START Records for processing

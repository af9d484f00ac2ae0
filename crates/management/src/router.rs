//! API router — mounts the campaign endpoints under /api/v1.

use crate::handlers::{self, ApiState};
use crate::store::ScopeStore;
use axum::routing::{get, post};
use axum::Router;
use std::sync::Arc;

/// Build the API router over a shared store. The caller adds middleware
/// layers and serves it.
pub fn api_router(store: Arc<ScopeStore>) -> Router {
    let state = ApiState {
        store,
        start_time: std::time::Instant::now(),
    };

    Router::new()
        // Probes
        .route("/health", get(handlers::health_check))
        .route("/live", get(handlers::liveness))
        // Campaigns
        .route(
            "/api/v1/campaigns",
            get(handlers::list_campaigns).post(handlers::create_campaign),
        )
        .route(
            "/api/v1/campaigns/:id",
            get(handlers::get_campaign).delete(handlers::delete_campaign),
        )
        // Diagnostics
        .route(
            "/api/v1/campaigns/:id/diagnosis",
            get(handlers::diagnose_campaign),
        )
        .route("/api/v1/insights", get(handlers::insights))
        // Reports
        .route("/api/v1/campaigns/:id/report", get(handlers::campaign_report))
        // Demo data
        .route("/api/v1/seed", post(handlers::seed_demo))
        .with_state(state)
}
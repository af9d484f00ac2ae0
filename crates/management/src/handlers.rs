//! Axum REST handlers for the campaign API.

use crate::models::*;
use crate::store::ScopeStore;
use axum::extract::{Path, Query, State};
use axum::http::{header, StatusCode};
use axum::response::IntoResponse;
use axum::Json;
use chrono::Utc;
use scope_core::Campaign;
use scope_diagnostics::{diagnose, Diagnosis};
use scope_reporting::{render, report_filename, ReportFormat};
use std::sync::Arc;
use std::time::Instant;
use uuid::Uuid;

/// Shared API state.
#[derive(Clone)]
pub struct ApiState {
    pub store: Arc<ScopeStore>,
    pub start_time: Instant,
}

// ─── Probes ────────────────────────────────────────────────────────────────

pub async fn health_check(State(state): State<ApiState>) -> Json<HealthResponse> {
    Json(HealthResponse {
        status: "healthy".to_string(),
        service: env!("CARGO_PKG_NAME").to_string(),
        version: env!("CARGO_PKG_VERSION").to_string(),
        uptime_secs: state.start_time.elapsed().as_secs(),
    })
}

/// GET /live — liveness probe.
pub async fn liveness() -> StatusCode {
    StatusCode::OK
}

// ─── Campaigns ─────────────────────────────────────────────────────────────

pub async fn list_campaigns(State(state): State<ApiState>) -> Json<CampaignListResponse> {
    let campaigns = state.store.list_campaigns();
    let count = campaigns.len();
    Json(CampaignListResponse { campaigns, count })
}

pub async fn get_campaign(
    State(state): State<ApiState>,
    Path(id): Path<Uuid>,
) -> Result<Json<Campaign>, StatusCode> {
    state
        .store
        .get_campaign(id)
        .map(Json)
        .ok_or(StatusCode::NOT_FOUND)
}

pub async fn create_campaign(
    State(state): State<ApiState>,
    Json(req): Json<CreateCampaignRequest>,
) -> (StatusCode, Json<Campaign>) {
    let campaign = state.store.create_campaign(&req);
    metrics::counter!("scope.campaigns.created").increment(1);
    (StatusCode::CREATED, Json(campaign))
}

pub async fn delete_campaign(
    State(state): State<ApiState>,
    Path(id): Path<Uuid>,
) -> StatusCode {
    if state.store.delete_campaign(id) {
        metrics::counter!("scope.campaigns.deleted").increment(1);
        StatusCode::NO_CONTENT
    } else {
        StatusCode::NOT_FOUND
    }
}

// ─── Diagnostics ───────────────────────────────────────────────────────────

pub async fn diagnose_campaign(
    State(state): State<ApiState>,
    Path(id): Path<Uuid>,
) -> Result<Json<Diagnosis>, StatusCode> {
    let campaign = state.store.get_campaign(id).ok_or(StatusCode::NOT_FOUND)?;
    let diagnosis = diagnose(&campaign);
    metrics::counter!("scope.diagnoses.run").increment(1);
    Ok(Json(diagnosis))
}

/// Diagnosis rollup across every stored campaign.
pub async fn insights(State(state): State<ApiState>) -> Json<InsightsResponse> {
    let insights = state
        .store
        .list_campaigns()
        .iter()
        .map(|campaign| {
            let diagnosis = diagnose(campaign);
            CampaignInsight {
                campaign_id: campaign.id,
                campaign_name: campaign.name.clone(),
                issues_found: diagnosis.issues.len(),
                health_score: diagnosis.health_score,
                top_issue: diagnosis
                    .issues
                    .first()
                    .map(|i| i.kind.as_str().to_string())
                    .unwrap_or_else(|| "None".to_string()),
            }
        })
        .collect();
    Json(InsightsResponse { insights })
}

// ─── Reports ───────────────────────────────────────────────────────────────

pub async fn campaign_report(
    State(state): State<ApiState>,
    Path(id): Path<Uuid>,
    Query(query): Query<ReportQuery>,
) -> Result<impl IntoResponse, StatusCode> {
    let format = match query.format.as_deref() {
        None | Some("text") => ReportFormat::Text,
        Some("json") => ReportFormat::Json,
        Some(_) => return Err(StatusCode::BAD_REQUEST),
    };

    let campaign = state.store.get_campaign(id).ok_or(StatusCode::NOT_FOUND)?;
    let diagnosis = diagnose(&campaign);
    let generated_at = Utc::now();

    let body = render(&campaign, &diagnosis, generated_at, format)
        .map_err(|_| StatusCode::INTERNAL_SERVER_ERROR)?;
    let filename = report_filename(&campaign, generated_at, format);
    metrics::counter!("scope.reports.generated").increment(1);

    Ok((
        [
            (header::CONTENT_TYPE, format.content_type().to_string()),
            (
                header::CONTENT_DISPOSITION,
                format!("attachment; filename=\"{}\"", filename),
            ),
        ],
        body,
    ))
}

// ─── Demo data ─────────────────────────────────────────────────────────────

pub async fn seed_demo(State(state): State<ApiState>) -> Json<SeedResponse> {
    let count = state.store.seed_demo_campaigns();
    Json(SeedResponse {
        message: format!("Seeded {} example campaigns", count),
        count,
    })
}
use thiserror::Error;

pub type ScopeResult<T> = Result<T, ScopeError>;

#[derive(Error, Debug)]
pub enum ScopeError {
    #[error("Configuration error: {0}")]
    Config(String),

    #[error("Validation error: {0}")]
    Validation(String),

    #[error("Campaign not found: {0}")]
    NotFound(String),

    #[error("Report rendering error: {0}")]
    Report(String),

    #[error("Serialization error: {0}")]
    Serialization(#[from] serde_json::Error),

    #[error("IO error: {0}")]
    Io(#[from] std::io::Error),

    #[error("Internal error: {0}")]
    Internal(#[from] anyhow::Error),
}
use serde::Deserialize;

/// Root application configuration. Loaded from environment variables
/// with the prefix `CAMPAIGN_SCOPE__`.
#[derive(Debug, Clone, Deserialize)]
pub struct AppConfig {
    #[serde(default)]
    pub api: ApiConfig,
    #[serde(default)]
    pub metrics: MetricsConfig,
    /// Load the demo campaigns into the store on startup.
    #[serde(default)]
    pub seed_demo: bool,
}

#[derive(Debug, Clone, Deserialize)]
pub struct ApiConfig {
    #[serde(default = "default_host")]
    pub host: String,
    #[serde(default = "default_http_port")]
    pub http_port: u16,
}

#[derive(Debug, Clone, Deserialize)]
pub struct MetricsConfig {
    #[serde(default = "default_metrics_port")]
    pub port: u16,
}

// Default functions
fn default_host() -> String {
    "0.0.0.0".to_string()
}
fn default_http_port() -> u16 {
    8080
}
fn default_metrics_port() -> u16 {
    9091
}

impl Default for ApiConfig {
    fn default() -> Self {
        Self {
            host: default_host(),
            http_port: default_http_port(),
        }
    }
}

impl Default for MetricsConfig {
    fn default() -> Self {
        Self {
            port: default_metrics_port(),
        }
    }
}

impl Default for AppConfig {
    fn default() -> Self {
        Self {
            api: ApiConfig::default(),
            metrics: MetricsConfig::default(),
            seed_demo: false,
        }
    }
}

impl AppConfig {
    /// Load configuration from environment variables.
    pub fn load() -> Result<Self, config::ConfigError> {
        let builder = config::Config::builder().add_source(
            config::Environment::with_prefix("CAMPAIGN_SCOPE")
                .separator("__")
                .try_parsing(true),
        );

        let config = builder.build()?;
        config.try_deserialize()
    }
}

END Records for processing

• Exercise: Beginning at the line that contains "pub fn load()", transcribe every line through the end of the material exactly, leaving out all earlier lines.

• Solution to this exercise:
    pub fn load() -> Result<Self, config::ConfigError> {
        let builder = config::Config::builder().add_source(
            config::Environment::with_prefix("CAMPAIGN_SCOPE")
                .separator("__")
                .try_parsing(true),
        );

        let config = builder.build()?;
        config.try_deserialize()
    }
}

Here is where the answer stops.